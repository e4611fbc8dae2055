use assert_matches::assert_matches;
use palaver_wire::Suggestion;
use pretty_assertions::assert_eq;
use serde_json::json;

use super::*;
use crate::fragment::{Question, Suggestions};

fn app_request(json: serde_json::Value) -> wire::AppRequest {
    serde_json::from_value(json).unwrap()
}

fn webhook_request(json: serde_json::Value) -> wire::WebhookRequest {
    serde_json::from_value(json).unwrap()
}

#[test]
fn response_without_fragments_fails() {
    let mut conv = Conversation::new();

    assert_matches!(conv.response(), Err(Error::NoResponse));
}

#[test]
fn response_twice_fails() {
    let mut conv = Conversation::new();
    conv.ask("Hi there!").unwrap();

    conv.response().unwrap();
    assert_matches!(conv.response(), Err(Error::AlreadyDigested));
}

#[test]
fn add_after_digest_fails() {
    let mut conv = Conversation::new();
    conv.close("Goodbye!").unwrap();
    conv.response().unwrap();

    assert_matches!(conv.add("too late"), Err(Error::AlreadyDigested));
    assert_matches!(conv.ask("too late"), Err(Error::AlreadyDigested));
}

#[test]
fn ask_keeps_session_open_in_fragment_order() {
    let mut conv = Conversation::new();
    conv.ask("Hi there!").unwrap();
    conv.ask("Pick one").unwrap();

    let response = conv.response().unwrap();

    assert!(response.expect_user_response);
    assert_eq!(response.rich_response.texts(), ["Hi there!", "Pick one"]);
    assert_eq!(response.speech.as_deref(), Some("Hi there!  Pick one"));
}

#[test]
fn close_ends_the_session() {
    let mut conv = Conversation::new();
    conv.close("Goodbye!").unwrap();

    let response = conv.response().unwrap();

    assert!(!response.expect_user_response);
    assert_eq!(response.rich_response.texts(), ["Goodbye!"]);
}

#[test]
fn chained_calls_accumulate() {
    let mut conv = Conversation::new();
    conv.ask("One").unwrap().ask("Two").unwrap();

    let response = conv.response().unwrap();
    assert_eq!(response.rich_response.texts(), ["One", "Two"]);
}

#[test]
fn first_question_wins() {
    let mut conv = Conversation::new();
    conv.ask("Are you sure?").unwrap();
    conv.ask(Question::confirmation("Really?")).unwrap();
    conv.ask(Question::sign_in(None)).unwrap();

    let response = conv.response().unwrap();
    let expected = response.expected_intent.unwrap();

    assert_eq!(expected.intent.as_deref(), Some(crate::intent::CONFIRMATION));
}

#[test]
fn solo_question_injects_placeholder() {
    let mut conv = Conversation::new();
    conv.ask(Question::sign_in(None)).unwrap();

    let response = conv.response().unwrap();

    assert_eq!(response.rich_response.texts(), ["PLACEHOLDER"]);
    assert_eq!(
        response.expected_intent.unwrap().intent.as_deref(),
        Some(crate::intent::SIGN_IN),
    );
}

#[test]
fn question_spec_carries_type_discriminator() {
    let mut conv = Conversation::new();
    conv.ask(Question::confirmation("Really?")).unwrap();

    let response = conv.response().unwrap();
    let data = response.expected_intent.unwrap().input_value_data.unwrap();

    assert_eq!(data["@type"], crate::intent::value_spec::CONFIRMATION);
    assert_eq!(data["dialogSpec"]["requestConfirmationText"], "Really?");
}

#[test]
fn last_rich_response_wins() {
    let mut first = RichResponse::default();
    first.add_text("first");
    let mut second = RichResponse::default();
    second.add_text("second");

    let mut conv = Conversation::new();
    conv.ask(first).unwrap();
    conv.ask(second).unwrap();

    let response = conv.response().unwrap();
    assert_eq!(response.rich_response.texts(), ["second"]);
}

#[test]
fn suggestions_survive_rich_replacement() {
    let mut replacement = RichResponse::default();
    replacement.add_text("replaced");

    let mut conv = Conversation::new();
    conv.ask(Suggestions::new(["red", "green"])).unwrap();
    conv.ask(replacement).unwrap();
    conv.ask(Suggestions::new(["blue"])).unwrap();

    let response = conv.response().unwrap();
    let titles: Vec<_> = response
        .rich_response
        .suggestions
        .iter()
        .filter_map(|suggestion| suggestion.title.as_deref())
        .collect();

    assert_eq!(titles, ["red", "green", "blue"]);
}

#[test]
fn suggestions_append_to_existing_chips() {
    let rich = RichResponse {
        suggestions: vec![Suggestion {
            title: Some("kept".to_owned()),
        }],
        ..RichResponse::default()
    };

    let mut conv = Conversation::new();
    conv.ask(rich).unwrap();
    conv.ask(Suggestions::new(["added"])).unwrap();

    let response = conv.response().unwrap();
    let titles: Vec<_> = response
        .rich_response
        .suggestions
        .iter()
        .filter_map(|suggestion| suggestion.title.as_deref())
        .collect();

    assert_eq!(titles, ["kept", "added"]);
}

#[test]
fn image_folds_into_a_card() {
    let mut conv = Conversation::new();
    conv.ask("Look:").unwrap();
    conv.ask(wire::Image {
        url: Some("https://example.com/crab.png".to_owned()),
        ..wire::Image::default()
    })
    .unwrap();

    let response = conv.response().unwrap();
    let card = response.rich_response.items[1].basic_card.as_ref().unwrap();
    assert_eq!(
        card.image.as_ref().unwrap().url.as_deref(),
        Some("https://example.com/crab.png"),
    );
}

#[test]
fn media_folds_into_a_media_response() {
    let mut conv = Conversation::new();
    conv.ask("Playing.").unwrap();
    conv.ask(wire::MediaObject {
        content_url: Some("https://example.com/tune.mp3".to_owned()),
        ..wire::MediaObject::default()
    })
    .unwrap();

    let response = conv.response().unwrap();
    let media = response.rich_response.items[1].media_response.as_ref().unwrap();
    assert_eq!(media.media_type.as_deref(), Some("AUDIO"));
    assert_eq!(media.media_objects.len(), 1);
}

#[test]
fn untouched_storage_serializes_canonically() {
    let mut conv = Conversation::new();
    conv.ask("Hi").unwrap();

    let response = conv.response().unwrap();
    assert_eq!(response.user_storage, r#"{"data":{}}"#);
}

#[test]
fn from_assistant_reads_the_envelope() {
    let body = app_request(json!({
        "user": {
            "userId": "u-1",
            "locale": "en-US",
            "permissions": ["NAME"],
        },
        "surface": {
            "capabilities": [
                {"name": "actions.capability.SCREEN_OUTPUT"},
                {"name": "actions.capability.AUDIO_OUTPUT"},
            ]
        },
        "conversation": {
            "conversationId": "c-1",
            "type": "ACTIVE",
            "conversationToken": "{\"data\":{\"count\":2}}",
        },
        "inputs": [{
            "intent": "actions.intent.TEXT",
            "rawInputs": [{"query": "hello there", "inputType": "VOICE"}],
            "arguments": [{"name": "TEXT", "rawText": "hello there"}],
        }],
        "isInSandbox": true,
    }));

    let conv = Conversation::from_assistant(&body);

    assert_eq!(conv.intent, "actions.intent.TEXT");
    assert_eq!(conv.query, "hello there");
    assert_eq!(conv.id, "c-1");
    assert_eq!(conv.conversation_type, "ACTIVE");
    assert!(conv.sandbox);
    assert!(conv.screen);
    assert_eq!(conv.data["count"], 2);
    assert_eq!(conv.user.locale.as_deref(), Some("en-US"));
    assert_eq!(conv.arguments.first().unwrap().name.as_deref(), Some("TEXT"));
}

#[test]
fn from_assistant_tolerates_a_bare_envelope() {
    let conv = Conversation::from_assistant(&wire::AppRequest::default());

    assert_eq!(conv.intent, "");
    assert!(conv.data.is_empty());
    assert!(!conv.screen);
}

#[test]
fn from_nlu_reads_query_result_and_payload() {
    let body = webhook_request(json!({
        "session": "projects/demo/agent/sessions/s-1",
        "queryResult": {
            "queryText": "what is the weather",
            "action": "weather.lookup",
            "parameters": {"city": "Lisbon"},
            "languageCode": "en",
            "intent": {"displayName": "Weather"},
            "outputContexts": [{
                "name": "projects/demo/agent/sessions/s-1/contexts/_session_data",
                "lifespanCount": 99,
                "parameters": {"data": {"count": 4}},
            }],
        },
        "originalDetectIntentRequest": {
            "payload": {
                "user": {"locale": "en-US"},
                "isInSandbox": false,
                "inputs": [{
                    "arguments": [{"name": "CONFIRMATION", "boolValue": true}],
                }],
            }
        }
    }));

    let conv = Conversation::from_nlu(&body);

    assert_eq!(conv.intent, "Weather");
    assert_eq!(conv.action, "weather.lookup");
    assert_eq!(conv.query, "what is the weather");
    assert_eq!(conv.parameters["city"], "Lisbon");
    assert_eq!(conv.language.as_deref(), Some("en"));
    assert_eq!(conv.data["count"], 4);
    assert_eq!(conv.arguments.value("CONFIRMATION"), Some(&json!(true)));
}

#[test]
fn new_surface_checks_extension_status() {
    let body = app_request(json!({
        "inputs": [{
            "intent": "actions.intent.NEW_SURFACE",
            "arguments": [{
                "name": "NEW_SURFACE",
                "extension": {"status": "OK"},
            }],
        }],
    }));

    let conv = Conversation::from_assistant(&body);
    assert!(conv.is_new_surface());
}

▶ **Exercise prompt**:
In the records, locate each line holding the string "city" and copy it.

▶ **Task answer**:
            "parameters": {"city": "Lisbon"},
    assert_eq!(conv.parameters["city"], "Lisbon");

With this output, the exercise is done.